Trata-se de um documentário protagonizado por Emilio d’Alessandro, um emigrante italiano em Inglaterra que foi motorista de Kubrick durante 30 anos e que testemunhou de perto as peculiaridades, mas também o génio, do grande realizador. Kubrick podia ser de uma exigência sem limites para com os seus colaboradores. Chegou a instalar uma linha telefónica direta do seu escritório para a casa do motorista e escrevia-lhe centenas de bilhetes com recados, tarefas e instruções minuciosas.

D’Alessandro estava presente aquando da rodagem de The Shining, que conta a história de um escritor, Jack Torrence (interpretado por Jack Nicholson), que se muda com a mulher e o filho para um hotel na montanha durante o duro inverno da América do Norte. O hotel está encerrado, como que para hibernar, pelo que Torrence só terá de cumprir algumas tarefas muito simples de manutenção, ficando com tempo de sobra para se dedicar ao livro que pretende escrever. Mas, com pouco para fazer, começa a matutar e a dar mostras de crescente perturbação mental devido ao confinamento.
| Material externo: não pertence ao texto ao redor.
//! # Fungible Token Ledger
//!
//! The bookkeeping primitive under both the vault's shares and the
//! underlying asset: balances per account, total supply, and spending
//! allowances. It knows nothing about exchange rates or venues.
//!
//! ## Invariants
//!
//! - `total_supply == sum(balances)` after every successful call.
//! - A failed call leaves the ledger untouched. Checks happen before writes.
//! - Accounts are never removed. A balance that reaches zero stays on the
//!   books as a zero.

use std::collections::HashMap;

use serde::{Deserialize, Serialize};
use thiserror::Error;

use crate::AccountId;

// ---------------------------------------------------------------------------
// Errors
// ---------------------------------------------------------------------------

/// Errors that can occur during ledger operations.
#[derive(Debug, Error, Clone, PartialEq, Eq)]
pub enum TokenError {
    /// Minting or burning zero units. Never a meaningful request; usually a
    /// conversion that rounded to nothing.
    #[error("invalid amount: cannot mint or burn zero {symbol}")]
    InvalidAmount {
        /// Token the operation targeted.
        symbol: String,
    },

    /// Tried to move or destroy more than the account holds.
    #[error("insufficient {symbol} balance for {account}: available {available}, requested {requested}")]
    InsufficientBalance {
        /// Token being debited.
        symbol: String,
        /// Account being debited.
        account: AccountId,
        /// Current balance.
        available: u64,
        /// Amount requested.
        requested: u64,
    },

    /// A spender tried to use more than the owner approved.
    #[error("insufficient {symbol} allowance: {spender} may spend {allowance} of {owner}'s, requested {requested}")]
    InsufficientAllowance {
        /// Token being spent.
        symbol: String,
        /// Account whose balance is being spent.
        owner: AccountId,
        /// Account doing the spending.
        spender: AccountId,
        /// Remaining allowance.
        allowance: u64,
        /// Amount requested.
        requested: u64,
    },

    /// Supply or a balance would exceed `u64::MAX`.
    #[error("{symbol} supply overflow: crediting {amount} would exceed u64::MAX")]
    SupplyOverflow {
        /// Token being credited.
        symbol: String,
        /// Amount that caused the overflow.
        amount: u64,
    },
}

// ---------------------------------------------------------------------------
// TokenLedger
// ---------------------------------------------------------------------------

/// Balances, supply and allowances for a single fungible token.
///
/// Not `Sync` by itself. Share it through
/// [`SharedLedger`](super::SharedLedger) when more than one party needs to
/// move units.
#[derive(Debug, Clone, Serialize, Deserialize)]
pub struct TokenLedger {
    /// Stable identifier of the token (e.g. "USDC").
    token_id: String,
    /// Display ticker. Often equal to `token_id`; for shares it is the vault
    /// symbol.
    symbol: String,
    /// Display precision. The ledger itself never divides by it.
    decimals: u8,
    /// Sum of all balances.
    total_supply: u64,
    /// Balance per account.
    balances: HashMap<AccountId, u64>,
    /// `owner -> (spender -> remaining allowance)`.
    allowances: HashMap<AccountId, HashMap<AccountId, u64>>,
}

impl TokenLedger {
    /// Creates an empty ledger with zero supply.
    pub fn new(token_id: impl Into<String>, symbol: impl Into<String>, decimals: u8) -> Self {
        Self {
            token_id: token_id.into(),
            symbol: symbol.into(),
            decimals,
            total_supply: 0,
            balances: HashMap::new(),
            allowances: HashMap::new(),
        }
    }

    /// Returns the token identifier.
    pub fn token_id(&self) -> &str {
        &self.token_id
    }

    /// Returns the display ticker.
    pub fn symbol(&self) -> &str {
        &self.symbol
    }

    /// Returns the display precision.
    pub fn decimals(&self) -> u8 {
        self.decimals
    }

    /// Returns the sum of all balances.
    pub fn total_supply(&self) -> u64 {
        self.total_supply
    }

    /// Returns the balance of `account`, or 0 if it has never held units.
    pub fn balance_of(&self, account: &str) -> u64 {
        self.balances.get(account).copied().unwrap_or(0)
    }

    /// Returns `true` if `account` has a record, even a zero one.
    pub fn has_record(&self, account: &str) -> bool {
        self.balances.contains_key(account)
    }

    /// Returns every account with a record, sorted by account id.
    pub fn holders(&self) -> Vec<(AccountId, u64)> {
        let mut holders: Vec<_> = self
            .balances
            .iter()
            .map(|(account, balance)| (account.clone(), *balance))
            .collect();
        holders.sort();
        holders
    }

    /// Sum of balances computed from scratch. Widened so a corrupted ledger
    /// can't hide behind overflow.
    pub fn balance_sum(&self) -> u128 {
        self.balances.values().map(|b| u128::from(*b)).sum()
    }

    // -----------------------------------------------------------------------
    // Supply
    // -----------------------------------------------------------------------

    /// Creates `amount` new units in `to`'s balance.
    ///
    /// Returns the recipient's new balance.
    ///
    /// # Errors
    ///
    /// Returns [`TokenError::InvalidAmount`] for a zero amount and
    /// [`TokenError::SupplyOverflow`] if supply or the balance would overflow.
    pub fn mint(&mut self, to: &str, amount: u64) -> Result<u64, TokenError> {
        if amount == 0 {
            return Err(self.invalid_amount());
        }

        let new_supply = self
            .total_supply
            .checked_add(amount)
            .ok_or_else(|| self.overflow(amount))?;
        // Can't overflow if supply didn't: balance <= supply.
        let balance = self.balances.entry(to.to_string()).or_insert(0);
        *balance += amount;
        let new_balance = *balance;
        self.total_supply = new_supply;

        Ok(new_balance)
    }

    /// Destroys `amount` units from `from`'s balance.
    ///
    /// Returns the holder's remaining balance.
    ///
    /// # Errors
    ///
    /// Returns [`TokenError::InvalidAmount`] for a zero amount and
    /// [`TokenError::InsufficientBalance`] if `from` holds less than `amount`.
    pub fn burn(&mut self, from: &str, amount: u64) -> Result<u64, TokenError> {
        if amount == 0 {
            return Err(self.invalid_amount());
        }
        self.ensure_balance(from, amount)?;

        let remaining = self.debit_unchecked(from, amount);
        self.total_supply -= amount;

        Ok(remaining)
    }

    // -----------------------------------------------------------------------
    // Transfers
    // -----------------------------------------------------------------------

    /// Moves `amount` units from `from` to `to`. A zero transfer is a no-op.
    ///
    /// # Errors
    ///
    /// Returns [`TokenError::InsufficientBalance`] if `from` holds less than
    /// `amount`.
    pub fn transfer(&mut self, from: &str, to: &str, amount: u64) -> Result<(), TokenError> {
        if amount == 0 {
            return Ok(());
        }
        self.ensure_balance(from, amount)?;
        if from == to {
            return Ok(());
        }

        self.debit_unchecked(from, amount);
        // Can't overflow: the units already existed in `from`, and the sum
        // of all balances is bounded by supply.
        *self.balances.entry(to.to_string()).or_insert(0) += amount;

        Ok(())
    }

    /// Moves `amount` of `from`'s units to `to` on behalf of `spender`,
    /// consuming allowance.
    ///
    /// # Errors
    ///
    /// Returns [`TokenError::InsufficientAllowance`] or
    /// [`TokenError::InsufficientBalance`]; either way nothing changes.
    pub fn transfer_from(
        &mut self,
        spender: &str,
        from: &str,
        to: &str,
        amount: u64,
    ) -> Result<(), TokenError> {
        self.ensure_allowance(from, spender, amount)?;
        self.ensure_balance(from, amount)?;
        self.spend_allowance(from, spender, amount)?;
        self.transfer(from, to, amount)
    }

    // -----------------------------------------------------------------------
    // Allowances
    // -----------------------------------------------------------------------

    /// Sets `spender`'s allowance over `owner`'s units to exactly `amount`.
    ///
    /// Returns the previous allowance so callers can restore it.
    pub fn approve(&mut self, owner: &str, spender: &str, amount: u64) -> u64 {
        let previous = self.allowance(owner, spender);
        if amount == 0 {
            if let Some(spenders) = self.allowances.get_mut(owner) {
                spenders.remove(spender);
                if spenders.is_empty() {
                    self.allowances.remove(owner);
                }
            }
        } else {
            self.allowances
                .entry(owner.to_string())
                .or_default()
                .insert(spender.to_string(), amount);
        }
        previous
    }

    /// Returns how much of `owner`'s balance `spender` may still move.
    pub fn allowance(&self, owner: &str, spender: &str) -> u64 {
        self.allowances
            .get(owner)
            .and_then(|spenders| spenders.get(spender))
            .copied()
            .unwrap_or(0)
    }

    /// Consumes `amount` of `spender`'s allowance over `owner`'s units.
    ///
    /// An allowance of `u64::MAX` is treated as unlimited and never
    /// decremented. Returns the allowance before spending.
    ///
    /// # Errors
    ///
    /// Returns [`TokenError::InsufficientAllowance`] if the allowance is
    /// smaller than `amount`.
    pub fn spend_allowance(
        &mut self,
        owner: &str,
        spender: &str,
        amount: u64,
    ) -> Result<u64, TokenError> {
        let current = self.ensure_allowance(owner, spender, amount)?;
        if current != u64::MAX && amount > 0 {
            self.approve(owner, spender, current - amount);
        }
        Ok(current)
    }

    // -----------------------------------------------------------------------
    // Internals
    // -----------------------------------------------------------------------

    fn ensure_balance(&self, account: &str, amount: u64) -> Result<(), TokenError> {
        let available = self.balance_of(account);
        if available < amount {
            return Err(TokenError::InsufficientBalance {
                symbol: self.symbol.clone(),
                account: account.to_string(),
                available,
                requested: amount,
            });
        }
        Ok(())
    }

    fn ensure_allowance(&self, owner: &str, spender: &str, amount: u64) -> Result<u64, TokenError> {
        let allowance = self.allowance(owner, spender);
        if allowance < amount {
            return Err(TokenError::InsufficientAllowance {
                symbol: self.symbol.clone(),
                owner: owner.to_string(),
                spender: spender.to_string(),
                allowance,
                requested: amount,
            });
        }
        Ok(allowance)
    }

    /// Caller must have checked the balance.
    fn debit_unchecked(&mut self, account: &str, amount: u64) -> u64 {
        let balance = self.balances.entry(account.to_string()).or_insert(0);
        *balance -= amount;
        *balance
    }

    fn invalid_amount(&self) -> TokenError {
        TokenError::InvalidAmount {
            symbol: self.symbol.clone(),
        }
    }

    fn overflow(&self, amount: u64) -> TokenError {
        TokenError::SupplyOverflow {
            symbol: self.symbol.clone(),
            amount,
        }
    }
}

// ---------------------------------------------------------------------------
// Tests
// ---------------------------------------------------------------------------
Stephen King, o autor do romance que inspirou Kubrick, odiou o filme. O realizador privilegiou a atmosfera em detrimento da fidelidade ao livro. Na sua biografia de Kubrick, Vincent LoBrutto clarifica algumas opções do realizador. «Uma imagem centrada representa a ordem, o controlo, a disciplina, a lógica e a organização – as qualidades inerentes à personalidade de Kubrick e à sua psique como artista. Nos anos em que estava a desenvolver as suas capacidades como fazedor de imagens, Kubrick passou centenas de horas sentado em frente a um tabuleiro de xadrez – um emblema visual de ordem, com os seus 64 quadrados em oito filas alternando casas pretas e brancas».

Essa ordem da arquitetura em The Shining contrasta visivelmente com o que se passa na cabeça de Jack, que começa a ficar cada vez mais desorganizado. O confinamento leva Jack Torrence à violência e à loucura, mas é quando sai que encontra a morte. Também na vida real uma saída irrefletida pode ter tido consequências fatais. Kubrick andava com o seu motorista à procura de uma mansão para entrar no seu último filme, De Olhos Bem Fechados. Quando encontrou uma que lhe agradou, saiu do carro e fez centenas de fotografias. Fazia um frio de rachar. Olhando para o patrão, o motorista viu-o «com a barba toda branca». 

Stanley Kubrick morreu enquanto finalizava De Olhos Bem Fechados (um título assustadoramente premonitório). A sua saúde dava sinais de cada vez maior fragilidade e aquela saída prolongada para o frio talvez tenha agravado o seu estado. Neste período de confinamento, encaremo-lo como um aviso. Cuidado para não dar em maluco!Mas evitemos também saídas arriscadas, não vão elas dar mau resultado.